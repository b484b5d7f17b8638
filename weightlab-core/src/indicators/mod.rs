//! Technical indicators consumed by the signal bank.
//!
//! Indicators are pure functions: bar history in, numeric series out. Every
//! output series has the same length as the input bars, with `f64::NAN`
//! during warmup. The signal bank only reads the latest finite value.
//!
//! Multi-series indicators (Bollinger, MACD) are exposed as separate named
//! instances per line, keeping the single-series `Indicator` trait unchanged.

pub mod bollinger;
pub mod ema;
pub mod macd;
pub mod obv;
pub mod rsi;
pub mod series;
pub mod sma;
pub mod trend;
pub mod volatility;

pub use bollinger::{Bollinger, BollingerBand};
pub use ema::Ema;
pub use macd::{Macd, MacdLine};
pub use obv::OnBalanceVolume;
pub use rsi::Rsi;
pub use sma::Sma;
pub use trend::{recent_trend, Trend};
pub use volatility::RollingVolatility;

use crate::domain::Bar;

/// Trait for indicators.
///
/// # Look-ahead contamination guard
/// No indicator value at bar t may depend on price data from bar t+1 or later.
pub trait Indicator: Send + Sync {
    /// Human-readable name (e.g., "sma_20", "rsi_14").
    fn name(&self) -> &str;

    /// Number of bars needed before the indicator produces valid output.
    fn lookback(&self) -> usize;

    /// Compute the indicator for the entire bar series.
    fn compute(&self, bars: &[Bar]) -> Vec<f64>;

    /// Most recent finite value, if any.
    fn latest(&self, bars: &[Bar]) -> Option<f64> {
        series::last_finite(&self.compute(bars))
    }
}

/// Create synthetic bars from close prices for testing.
///
/// Generates plausible OHLV: open = prev_close (or close for first bar),
/// high = max(open,close) + 1.0, low = min(open,close) - 1.0, volume = 1000.
#[cfg(test)]
pub fn make_bars(closes: &[f64]) -> Vec<crate::domain::Bar> {
    use crate::domain::Bar;
    let base_date = chrono::NaiveDate::from_ymd_opt(2024, 1, 2).unwrap();
    closes
        .iter()
        .enumerate()
        .map(|(i, &close)| {
            let open = if i == 0 { close } else { closes[i - 1] };
            let high = open.max(close) + 1.0;
            let low = open.min(close) - 1.0;
            Bar {
                symbol: "TEST".to_string(),
                date: base_date + chrono::Duration::days(i as i64),
                open,
                high,
                low,
                close,
                volume: 1000,
            }
        })
        .collect()
}

/// Assert two f64 values are approximately equal (within epsilon).
#[cfg(test)]
pub fn assert_approx(actual: f64, expected: f64, epsilon: f64) {
    assert!(
        (actual - expected).abs() < epsilon,
        "assert_approx failed: actual={actual}, expected={expected}, diff={}, epsilon={epsilon}",
        (actual - expected).abs()
    );
}

/// Default epsilon for indicator tests.
#[cfg(test)]
pub const DEFAULT_EPSILON: f64 = 1e-10;
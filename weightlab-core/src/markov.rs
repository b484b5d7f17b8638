//! Four-state Markov model of daily price direction.
//!
//! Daily percentage changes are bucketed by thresholds derived from their own
//! mean and sample standard deviation:
//!
//! | state | condition |
//! |---|---|
//! | `StrongDown` | `c <= -significant` |
//! | `MildDown` | `-significant < c <= -minor` |
//! | `Neutral` | `-minor < c <= minor` |
//! | `Up` | otherwise |
//!
//! with `significant = mean + std` and `minor = mean`. The transition matrix
//! is the row-normalized count of consecutive state pairs. Everything is
//! recomputed from scratch on each call.

use chrono::NaiveDate;
use rand::distributions::{Distribution, WeightedIndex};
use rand::Rng;
use serde::{Deserialize, Serialize};
use thiserror::Error;

use crate::domain::{bar, Bar};
use crate::indicators::series;

pub const NUM_STATES: usize = 4;

#[derive(Debug, Clone, Copy, PartialEq, Eq, PartialOrd, Ord, Hash, Serialize, Deserialize)]
#[serde(rename_all = "snake_case")]
pub enum MarkovState {
    StrongDown = 0,
    MildDown = 1,
    Neutral = 2,
    Up = 3,
}

impl MarkovState {
    pub const ALL: [MarkovState; NUM_STATES] = [
        MarkovState::StrongDown,
        MarkovState::MildDown,
        MarkovState::Neutral,
        MarkovState::Up,
    ];

    pub fn index(self) -> usize {
        self as usize
    }

    pub fn from_index(index: usize) -> Option<Self> {
        Self::ALL.get(index).copied()
    }

    pub fn name(self) -> &'static str {
        match self {
            MarkovState::StrongDown => "strong_down",
            MarkovState::MildDown => "mild_down",
            MarkovState::Neutral => "neutral",
            MarkovState::Up => "up",
        }
    }

    /// States 0 and 1 predict a decline.
    pub fn is_bearish(self) -> bool {
        matches!(self, MarkovState::StrongDown | MarkovState::MildDown)
    }
}

#[derive(Debug, Clone, Copy, PartialEq, Serialize, Deserialize)]
#[serde(default)]
pub struct MarkovConfig {
    /// Trailing history used to fit the model, in years before `as_of`.
    pub lookback_years: u32,
}

impl Default for MarkovConfig {
    fn default() -> Self {
        Self { lookback_years: 3 }
    }
}

#[derive(Debug, Error, Clone, PartialEq)]
pub enum MarkovError {
    #[error("need at least 2 daily changes to fit thresholds, got {0}")]
    InsufficientData(usize),

    #[error("state {0:?} has no observed successor")]
    UndefinedTransition(MarkovState),
}

#[derive(Debug, Clone, Copy, PartialEq, Serialize, Deserialize)]
pub struct Thresholds {
    pub significant: f64,
    pub minor: f64,
}

impl Thresholds {
    /// `significant = mean + std`, `minor = mean` over finite changes.
    pub fn fit(changes: &[f64]) -> Result<Self, MarkovError> {
        let finite = changes.iter().filter(|c| c.is_finite()).count();
        match (series::mean(changes), series::sample_std(changes)) {
            (Some(mean), Some(std)) => Ok(Self {
                significant: mean + std,
                minor: mean,
            }),
            _ => Err(MarkovError::InsufficientData(finite)),
        }
    }

    pub fn classify(&self, change: f64) -> MarkovState {
        if change <= -self.significant {
            MarkovState::StrongDown
        } else if change <= -self.minor {
            MarkovState::MildDown
        } else if change <= self.minor {
            MarkovState::Neutral
        } else {
            MarkovState::Up
        }
    }
}

/// Row-stochastic 4×4 matrix; a row is `None` when the state never had a
/// successor.
#[derive(Debug, Clone, PartialEq, Serialize, Deserialize)]
pub struct TransitionMatrix {
    rows: [Option<[f64; NUM_STATES]>; NUM_STATES],
}

impl TransitionMatrix {
    pub fn from_states(states: &[MarkovState]) -> Self {
        let mut counts = [[0u64; NUM_STATES]; NUM_STATES];
        for pair in states.windows(2) {
            counts[pair[0].index()][pair[1].index()] += 1;
        }
        let rows = counts.map(|row| {
            let total: u64 = row.iter().sum();
            (total > 0).then(|| row.map(|c| c as f64 / total as f64))
        });
        Self { rows }
    }

    pub fn row(&self, from: MarkovState) -> Option<&[f64; NUM_STATES]> {
        self.rows[from.index()].as_ref()
    }

    /// P(next = `to` | current = `from`).
    pub fn probability(&self, from: MarkovState, to: MarkovState) -> Option<f64> {
        self.row(from).map(|r| r[to.index()])
    }

    /// Sample a successor of `from`.
    pub fn sample<R: Rng + ?Sized>(
        &self,
        from: MarkovState,
        rng: &mut R,
    ) -> Result<MarkovState, MarkovError> {
        let row = self.row(from).ok_or(MarkovError::UndefinedTransition(from))?;
        let dist =
            WeightedIndex::new(row.iter()).map_err(|_| MarkovError::UndefinedTransition(from))?;
        let next = dist.sample(rng);
        MarkovState::from_index(next).ok_or(MarkovError::UndefinedTransition(from))
    }
}

/// A fitted model: thresholds, state sequence and transition matrix.
#[derive(Debug, Clone, PartialEq, Serialize, Deserialize)]
pub struct MarkovModel {
    pub thresholds: Thresholds,
    pub states: Vec<MarkovState>,
    pub matrix: TransitionMatrix,
}

impl MarkovModel {
    /// Fit on a close-price series.
    pub fn fit(closes: &[f64]) -> Result<Self, MarkovError> {
        let changes: Vec<f64> = series::pct_change(closes)
            .into_iter()
            .filter(|c| c.is_finite())
            .collect();
        let thresholds = Thresholds::fit(&changes)?;
        let states: Vec<MarkovState> = changes.iter().map(|&c| thresholds.classify(c)).collect();
        let matrix = TransitionMatrix::from_states(&states);
        Ok(Self {
            thresholds,
            states,
            matrix,
        })
    }

    /// Fit on the trailing `lookback_years` of bars up to and including `as_of`.
    pub fn fit_bars(
        bars: &[Bar],
        as_of: NaiveDate,
        config: &MarkovConfig,
    ) -> Result<Self, MarkovError> {
        let window = bar::trailing_years(bars, as_of, config.lookback_years);
        Self::fit(&bar::closes(window))
    }

    pub fn current_state(&self) -> Option<MarkovState> {
        self.states.last().copied()
    }

    /// Sample the successor of the latest observed state.
    pub fn predict<R: Rng + ?Sized>(&self, rng: &mut R) -> Result<MarkovState, MarkovError> {
        let current = self
            .current_state()
            .ok_or(MarkovError::InsufficientData(0))?;
        self.matrix.sample(current, rng)
    }
}

/// Fit and predict in one call.
pub fn predict_next_state<R: Rng + ?Sized>(
    bars: &[Bar],
    as_of: NaiveDate,
    config: &MarkovConfig,
    rng: &mut R,
) -> Result<MarkovState, MarkovError> {
    MarkovModel::fit_bars(bars, as_of, config)?.predict(rng)
}
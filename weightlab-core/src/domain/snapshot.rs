//! Current market snapshot: a flat set of named scalar fields per asset.

use serde::{Deserialize, Serialize};
use std::collections::BTreeMap;

/// Snapshot field carrying the current price.
pub const CURRENT_PRICE: &str = "current_price";

/// Flat snapshot of named scalar fields for one asset.
///
/// Absent fields are simply missing from the map. Non-finite values are
/// treated as absent by every accessor.
#[derive(Debug, Clone, Default, PartialEq, Serialize, Deserialize)]
#[serde(transparent)]
pub struct MarketSnapshot {
    fields: BTreeMap<String, f64>,
}

impl MarketSnapshot {
    pub fn new() -> Self {
        Self::default()
    }

    pub fn from_fields<I, K>(fields: I) -> Self
    where
        I: IntoIterator<Item = (K, f64)>,
        K: Into<String>,
    {
        Self {
            fields: fields.into_iter().map(|(k, v)| (k.into(), v)).collect(),
        }
    }

    /// Finite value of a field, if present.
    pub fn get(&self, field: &str) -> Option<f64> {
        self.fields.get(field).copied().filter(|v| v.is_finite())
    }

    pub fn set(&mut self, field: impl Into<String>, value: f64) {
        self.fields.insert(field.into(), value);
    }

    pub fn contains(&self, field: &str) -> bool {
        self.get(field).is_some()
    }

    pub fn current_price(&self) -> Option<f64> {
        self.get(CURRENT_PRICE)
    }

    /// Iterate finite fields in name order.
    pub fn iter(&self) -> impl Iterator<Item = (&str, f64)> {
        self.fields
            .iter()
            .filter(|(_, v)| v.is_finite())
            .map(|(k, v)| (k.as_str(), *v))
    }
}
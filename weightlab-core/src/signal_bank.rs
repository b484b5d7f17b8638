//! Technical and pattern signal bank.
//!
//! Builds one `SignalRow` per asset from its trailing bar history: moving
//! averages, oscillators, bands, volatility, volume flow, candlestick
//! patterns, support/resistance and a sampled Markov prediction. The weight
//! adjuster reads only these rows.

use std::collections::BTreeMap;

use chrono::NaiveDate;
use serde::{Deserialize, Serialize};
use thiserror::Error;
use tracing::{debug, warn};

use crate::domain::{bar, AssetData, Bar};
use crate::indicators::series::{last_finite, rolling_std, sample_std};
use crate::indicators::{
    recent_trend, Bollinger, Ema, Indicator, Macd, OnBalanceVolume, RollingVolatility, Rsi, Sma,
    Trend,
};
use crate::markov::{MarkovConfig, MarkovError, MarkovModel, MarkovState};
use crate::patterns::{active_patterns, CandlestickPattern, Levels};
use crate::rng::RngHierarchy;

/// Scope name for the Markov sampling streams.
pub const MARKOV_RNG_SCOPE: &str = "markov";

#[derive(Debug, Clone, PartialEq, Serialize, Deserialize)]
#[serde(default)]
pub struct TechnicalConfig {
    /// Years of history the signal bank looks at.
    pub lookback_years: u32,
    /// Window of the recent-volatility probe that picks the dynamic window.
    pub volatility_probe: usize,
    /// Dynamic window when recent volatility exceeds the full-window level.
    pub fast_window: usize,
    pub slow_window: usize,
    pub rsi_period: usize,
    pub macd_fast: usize,
    pub macd_slow: usize,
    pub macd_signal: usize,
    pub bollinger_period: usize,
    pub bollinger_multiplier: f64,
    /// Neighbours on each side for support/resistance extrema.
    pub level_order: usize,
}

impl Default for TechnicalConfig {
    fn default() -> Self {
        Self {
            lookback_years: 3,
            volatility_probe: 30,
            fast_window: 25,
            slow_window: 50,
            rsi_period: 14,
            macd_fast: 12,
            macd_slow: 26,
            macd_signal: 9,
            bollinger_period: 20,
            bollinger_multiplier: 2.0,
            level_order: 10,
        }
    }
}

/// Technical parameters the indicators cannot work with.
#[derive(Debug, Error, Clone, PartialEq)]
pub enum TechnicalConfigError {
    #[error("{name} must be >= {min}, got {value}")]
    WindowTooShort {
        name: &'static str,
        value: usize,
        min: usize,
    },

    #[error("MACD requires 1 <= fast < slow and signal >= 1, got {fast}/{slow}/{signal}")]
    InvalidMacd {
        fast: usize,
        slow: usize,
        signal: usize,
    },

    #[error("bollinger_multiplier must be positive, got {0}")]
    InvalidBollingerMultiplier(f64),
}

fn at_least(name: &'static str, value: usize, min: usize) -> Result<(), TechnicalConfigError> {
    if value < min {
        return Err(TechnicalConfigError::WindowTooShort { name, value, min });
    }
    Ok(())
}

impl TechnicalConfig {
    pub fn validate(&self) -> Result<(), TechnicalConfigError> {
        at_least("fast_window", self.fast_window, 2)?;
        at_least("slow_window", self.slow_window, 2)?;
        at_least("volatility_probe", self.volatility_probe, 2)?;
        at_least("rsi_period", self.rsi_period, 1)?;
        if self.macd_fast == 0 || self.macd_slow <= self.macd_fast || self.macd_signal == 0 {
            return Err(TechnicalConfigError::InvalidMacd {
                fast: self.macd_fast,
                slow: self.macd_slow,
                signal: self.macd_signal,
            });
        }
        at_least("bollinger_period", self.bollinger_period, 2)?;
        if !(self.bollinger_multiplier.is_finite() && self.bollinger_multiplier > 0.0) {
            return Err(TechnicalConfigError::InvalidBollingerMultiplier(
                self.bollinger_multiplier,
            ));
        }
        Ok(())
    }
}

/// Latest technical view of one asset. Every numeric field is optional:
/// short histories leave indicators in warmup.
#[derive(Debug, Clone, PartialEq, Serialize, Deserialize)]
pub struct SignalRow {
    pub price: Option<f64>,
    pub window: usize,
    pub sma: Option<f64>,
    pub ema: Option<f64>,
    pub volatility: Option<f64>,
    pub rsi: Option<f64>,
    pub macd: Option<f64>,
    pub macd_signal: Option<f64>,
    pub bollinger_upper: Option<f64>,
    pub bollinger_middle: Option<f64>,
    pub bollinger_lower: Option<f64>,
    /// Position of the price inside the bands, 0 at lower and 1 at upper.
    pub percent_b: Option<f64>,
    pub obv: Option<f64>,
    pub obv_prev: Option<f64>,
    pub trend: Trend,
    pub patterns: Vec<CandlestickPattern>,
    pub support: Option<f64>,
    pub resistance: Option<f64>,
    pub markov_state: Option<MarkovState>,
}

impl SignalRow {
    /// Row with no signals at all.
    pub fn empty(window: usize) -> Self {
        Self {
            price: None,
            window,
            sma: None,
            ema: None,
            volatility: None,
            rsi: None,
            macd: None,
            macd_signal: None,
            bollinger_upper: None,
            bollinger_middle: None,
            bollinger_lower: None,
            percent_b: None,
            obv: None,
            obv_prev: None,
            trend: Trend::Flat,
            patterns: Vec::new(),
            support: None,
            resistance: None,
            markov_state: None,
        }
    }
}

/// Rows for every asset plus the assets whose Markov step failed.
#[derive(Debug, Clone, Default, PartialEq, Serialize)]
pub struct SignalBank {
    pub rows: BTreeMap<String, SignalRow>,
    #[serde(skip)]
    pub markov_failures: BTreeMap<String, MarkovError>,
}

/// Window used by SMA, EMA and volatility.
///
/// The fast window applies when the latest rolling std over `volatility_probe`
/// closes exceeds the std of the whole series.
pub fn dynamic_window(closes: &[f64], config: &TechnicalConfig) -> usize {
    let recent = last_finite(&rolling_std(closes, config.volatility_probe));
    match (recent, sample_std(closes)) {
        (Some(recent), Some(overall)) if recent > overall => config.fast_window,
        _ => config.slow_window,
    }
}

/// Indicator and pattern fields of a row, without the Markov prediction.
pub fn technical_row(bars: &[Bar], price: Option<f64>, config: &TechnicalConfig) -> SignalRow {
    let closes = bar::closes(bars);
    let window = dynamic_window(&closes, config);

    let obv = OnBalanceVolume::new().compute(bars);
    let n = obv.len();
    let bollinger_upper = Bollinger::upper(config.bollinger_period, config.bollinger_multiplier)
        .latest(bars);
    let bollinger_middle = Bollinger::middle(config.bollinger_period, config.bollinger_multiplier)
        .latest(bars);
    let bollinger_lower = Bollinger::lower(config.bollinger_period, config.bollinger_multiplier)
        .latest(bars);
    let percent_b = match (price, bollinger_upper, bollinger_lower) {
        (Some(p), Some(u), Some(l)) if u > l => Some((p - l) / (u - l)),
        _ => None,
    };
    let levels = Levels::from_closes(&closes, config.level_order);

    SignalRow {
        price,
        window,
        sma: Sma::new(window).latest(bars),
        ema: Ema::new(window).latest(bars),
        volatility: RollingVolatility::new(window).latest(bars),
        rsi: Rsi::new(config.rsi_period).latest(bars),
        macd: Macd::line(config.macd_fast, config.macd_slow, config.macd_signal).latest(bars),
        macd_signal: Macd::signal(config.macd_fast, config.macd_slow, config.macd_signal)
            .latest(bars),
        bollinger_upper,
        bollinger_middle,
        bollinger_lower,
        percent_b,
        obv: obv.last().copied(),
        obv_prev: n.checked_sub(2).map(|i| obv[i]),
        trend: recent_trend(bars),
        patterns: active_patterns(bars),
        support: levels.support,
        resistance: levels.resistance,
        markov_state: None,
    }
}

/// Build the signal bank for all assets as of `as_of`.
///
/// Each asset samples its Markov prediction from its own stream derived from
/// `rngs`, so rows do not depend on which other assets are present.
pub fn build_signals(
    assets: &[AssetData],
    as_of: NaiveDate,
    technical: &TechnicalConfig,
    markov: &MarkovConfig,
    rngs: &RngHierarchy,
) -> SignalBank {
    let mut bank = SignalBank::default();
    for asset in assets {
        let bars = bar::trailing_years(&asset.bars, as_of, technical.lookback_years);
        let mut row = technical_row(bars, asset.current_price(), technical);

        let mut rng = rngs.rng_for(MARKOV_RNG_SCOPE, &asset.symbol);
        match MarkovModel::fit_bars(&asset.bars, as_of, markov)
            .and_then(|model| model.predict(&mut rng))
        {
            Ok(state) => row.markov_state = Some(state),
            Err(e) => {
                warn!(symbol = %asset.symbol, error = %e, "no markov prediction");
                bank.markov_failures.insert(asset.symbol.clone(), e);
            }
        }

        debug!(
            symbol = %asset.symbol,
            window = row.window,
            patterns = row.patterns.len(),
            markov = ?row.markov_state,
            "built signal row"
        );
        bank.rows.insert(asset.symbol.clone(), row);
    }
    bank
}
//! Per-asset input bundle consumed by the allocation pipeline.

use super::{Bar, MarketSnapshot, PositionRecord};

/// Everything the pipeline knows about one asset.
#[derive(Debug, Clone)]
pub struct AssetData {
    pub symbol: String,
    /// Daily bars, ascending by date.
    pub bars: Vec<Bar>,
    pub snapshot: MarketSnapshot,
    /// `None` when the asset is not currently held.
    pub position: Option<PositionRecord>,
}

impl AssetData {
    pub fn new(symbol: impl Into<String>, bars: Vec<Bar>, snapshot: MarketSnapshot) -> Self {
        Self {
            symbol: symbol.into(),
            bars,
            snapshot,
            position: None,
        }
    }

    pub fn with_position(mut self, position: PositionRecord) -> Self {
        self.position = Some(position);
        self
    }

    /// Current price: the snapshot price, falling back to the latest close.
    pub fn current_price(&self) -> Option<f64> {
        self.snapshot.current_price().or_else(|| {
            self.bars
                .last()
                .map(|b| b.close)
                .filter(|c| c.is_finite() && *c > 0.0)
        })
    }
}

**WORK INSTRUCTIONS**
Please count, in the material above, the lines that hold the word "OnBalanceVolume", and report only the total.

**ANSWER FOR THIS EXERCISE**
3